The episode received mixed reviews. The London Free Press listed it as one of the "best bets" to watch the evening it originally aired. Alan Sepinwall of The Star-Ledger said the small-town government setting and story lines of the show were working, but felt the writing for the Leslie character has been uneven and that individual situations involving her in "The Reporter" were not funny or effective. Matt Fowler of IGN said the Leslie character was funny, particularly when she talks about her failure to remove graffiti penises from a city wall. ("To this day, I am haunted by those remaining penises.") Fowler also said the Scrabble subplot between Tom and Ron was "silly," and that the Ron character was too one-note and unfunny.
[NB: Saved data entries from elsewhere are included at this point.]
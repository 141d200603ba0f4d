use std::fmt::{self, Debug};
use std::str::FromStr;

#[cfg(feature = "serde")]
use serde::{Deserialize, Serialize};

use thiserror::Error;

use super::{FitArgs, PeakShapeFitter};

/// The smallest number of distinct points a three parameter model is fit to
pub const MIN_FIT_POINTS: usize = 4;

/// The peak shape families that can be fit
#[derive(Debug, Default, Clone, Copy, PartialEq, Eq, Hash)]
#[cfg_attr(feature = "serde", derive(Serialize, Deserialize))]
pub enum PeakModel {
    #[default]
    Gaussian,
    Lorentzian,
}

impl fmt::Display for PeakModel {
    fn fmt(&self, f: &mut fmt::Formatter<'_>) -> fmt::Result {
        match self {
            Self::Gaussian => f.write_str("gaussian"),
            Self::Lorentzian => f.write_str("lorentzian"),
        }
    }
}

impl FromStr for PeakModel {
    type Err = String;

    fn from_str(s: &str) -> Result<Self, Self::Err> {
        match s.to_ascii_lowercase().as_str() {
            "gaussian" | "gauss" => Ok(Self::Gaussian),
            "lorentzian" | "lorentz" => Ok(Self::Lorentzian),
            other => Err(format!("Unknown peak model {other:?}")),
        }
    }
}

/// Why a peak shape could not be fit
#[derive(Debug, Clone, PartialEq, Error)]
pub enum FitFailure {
    #[error("Only {points} distinct points are available, at least {required} are required")]
    TooFewPoints { points: usize, required: usize },
    #[error("The wavelength and intensity arrays differ in length ({wavelength} != {intensity})")]
    LengthMismatch { wavelength: usize, intensity: usize },
    #[error("The signal is constant")]
    ConstantSignal,
    #[error("The fit did not converge after {iterations} iterations")]
    DidNotConverge { iterations: usize },
    #[error("The fit produced a non-finite value")]
    NonFinite,
    #[error("The fitted center {center} lies outside the window {window:?}")]
    CenterOutsideWindow { center: f64, window: (f64, f64) },
    #[error("The fitted amplitude is not positive")]
    NonPositiveAmplitude,
}

/// Hyperparameters for fitting a peak shape model
#[derive(Debug, Clone, PartialEq)]
#[cfg_attr(feature = "serde", derive(Serialize, Deserialize))]
pub struct FitConfig {
    /// The maximum number of Levenberg-Marquardt iterations
    pub max_iter: usize,
    /// The relative change in parameters and in squared error below which the
    /// fit is considered converged
    pub convergence: f64,
    /// The starting damping factor
    pub damping: f64,
    /// The minimum number of distinct points required, never less than [`MIN_FIT_POINTS`]
    pub min_points: usize,
}

impl FitConfig {
    pub fn max_iter(mut self, max_iter: usize) -> Self {
        self.max_iter = max_iter;
        self
    }

    pub fn convergence(mut self, convergence: f64) -> Self {
        self.convergence = convergence;
        self
    }

    pub fn damping(mut self, damping: f64) -> Self {
        self.damping = damping;
        self
    }

    pub fn min_points(mut self, min_points: usize) -> Self {
        self.min_points = min_points;
        self
    }

    pub(crate) fn required_points(&self) -> usize {
        self.min_points.max(MIN_FIT_POINTS)
    }
}

impl Default for FitConfig {
    fn default() -> Self {
        Self {
            max_iter: 500,
            convergence: 1e-10,
            damping: 1e-3,
            min_points: MIN_FIT_POINTS,
        }
    }
}

/// The parameters and goodness of fit of a converged peak shape fit
#[derive(Debug, Clone, Copy, PartialEq)]
#[cfg_attr(feature = "serde", derive(Serialize, Deserialize))]
pub struct FitResult {
    pub model: PeakModel,
    pub amplitude: f64,
    pub center_nm: f64,
    /// `sigma` for [`PeakModel::Gaussian`], `gamma` for [`PeakModel::Lorentzian`]
    pub width_param: f64,
    pub fwhm_nm: f64,
    pub r_squared: f64,
    pub iterations: usize,
}

impl fmt::Display for FitResult {
    fn fmt(&self, f: &mut fmt::Formatter<'_>) -> fmt::Result {
        write!(
            f,
            "{} fit: center {:.4} nm, amplitude {:.4}, FWHM {:.4} nm, R² {:.5}",
            self.model, self.center_nm, self.amplitude, self.fwhm_nm, self.r_squared
        )
    }
}

/// A three parameter peak shape model fit with Levenberg-Marquardt
pub trait PeakShapeModel: Clone + Debug + Sized {
    const KIND: PeakModel;

    /// Build a model from `[amplitude, center, width]`
    fn from_params(params: [f64; 3]) -> Self;

    /// The model's `[amplitude, center, width]`
    fn params(&self) -> [f64; 3];

    /// The theoretical intensity at wavelength `x`
    fn density(&self, x: f64) -> f64;

    /// The partial derivatives of [`PeakShapeModel::density`] at `x` with respect to
    /// `[amplitude, center, width]`
    fn jacobian(&self, x: f64) -> [f64; 3];

    fn fwhm(&self) -> f64;

    fn amplitude(&self) -> f64 {
        self.params()[0]
    }

    fn center(&self) -> f64 {
        self.params()[1]
    }

    fn width(&self) -> f64 {
        self.params()[2]
    }

    /// Whether the parameters describe a usable peak
    fn is_valid(&self) -> bool {
        let [amplitude, center, width] = self.params();
        amplitude.is_finite() && center.is_finite() && width.is_finite() && width > 0.0
    }

    fn predict(&self, wavelength: &[f64]) -> Vec<f64> {
        wavelength.iter().map(|x| self.density(*x)).collect()
    }

    fn residual_sum_of_squares(&self, data: &FitArgs) -> f64 {
        data.iter().map(|(x, y)| (y - self.density(x)).powi(2)).sum()
    }

    /// `1 - SS_res / SS_tot`, zero when the data has no variance
    fn r_squared(&self, data: &FitArgs) -> f64 {
        let ss_tot = data.total_sum_of_squares();
        if ss_tot == 0.0 {
            return 0.0;
        }
        1.0 - self.residual_sum_of_squares(data) / ss_tot
    }

    /// Starting parameters: the maximum intensity, the wavelength it occurs at
    /// and a tenth of the wavelength range
    fn guess(data: &FitArgs) -> Self {
        if data.is_empty() {
            return Self::from_params([1.0, 0.0, 1.0]);
        }
        let idx = data.argmax();
        let mut width = data.wavelength_range() / 10.0;
        if width <= 0.0 || !width.is_finite() {
            width = 1.0;
        }
        Self::from_params([data.intensity[idx], data.wavelength[idx], width])
    }

    fn to_result(&self, r_squared: f64, iterations: usize) -> FitResult {
        FitResult {
            model: Self::KIND,
            amplitude: self.amplitude(),
            center_nm: self.center(),
            width_param: self.width(),
            fwhm_nm: self.fwhm(),
            r_squared,
            iterations,
        }
    }

    fn fit(&mut self, data: FitArgs) -> Result<FitResult, FitFailure> {
        self.fit_with(data, FitConfig::default())
    }

    fn fit_with(&mut self, data: FitArgs, config: FitConfig) -> Result<FitResult, FitFailure> {
        PeakShapeFitter::new(data).fit_model(self, &config)
    }
}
Scott Tobias of The A.V. Club said the faux-documentary style of the show, and Leslie's naive faith about her project and department in this episode, draw unflattering comparisons to The Office, which was also made by the Park and Recreation creators. Tobias said the Scrabble subplot brought "the few good laughs" in the episode. Jason Hughes of TV Squad said he was having trouble connecting to the Leslie character, but felt "The Reporter" allowed for further development of supporting characters like Ron, Tom and Mark, who is portrayed as self-absorbed and "a bit of a douche." Brigid Brown of Cinema Blend said he believes Rashida Jones is being underutilized by the show.

==Home media==
"The Reporter," along with the five other first season episodes of Parks and Recreation, was released on a one-disc DVD set in the United States on September 8, 2009. The DVD included cast and crew commentary tracks for each episode, as well as about 30 minutes of deleted scenes. The deleted scenes included on the DVD were originally featured on the official Parks and Recreation website after the episode aired. They included clips of Ann voicing excitement about the pit committee, Leslie asking everyone to "stay on message" with the reporter, and Mark expressing shock about Shauna Malwae-Tweep quoting him.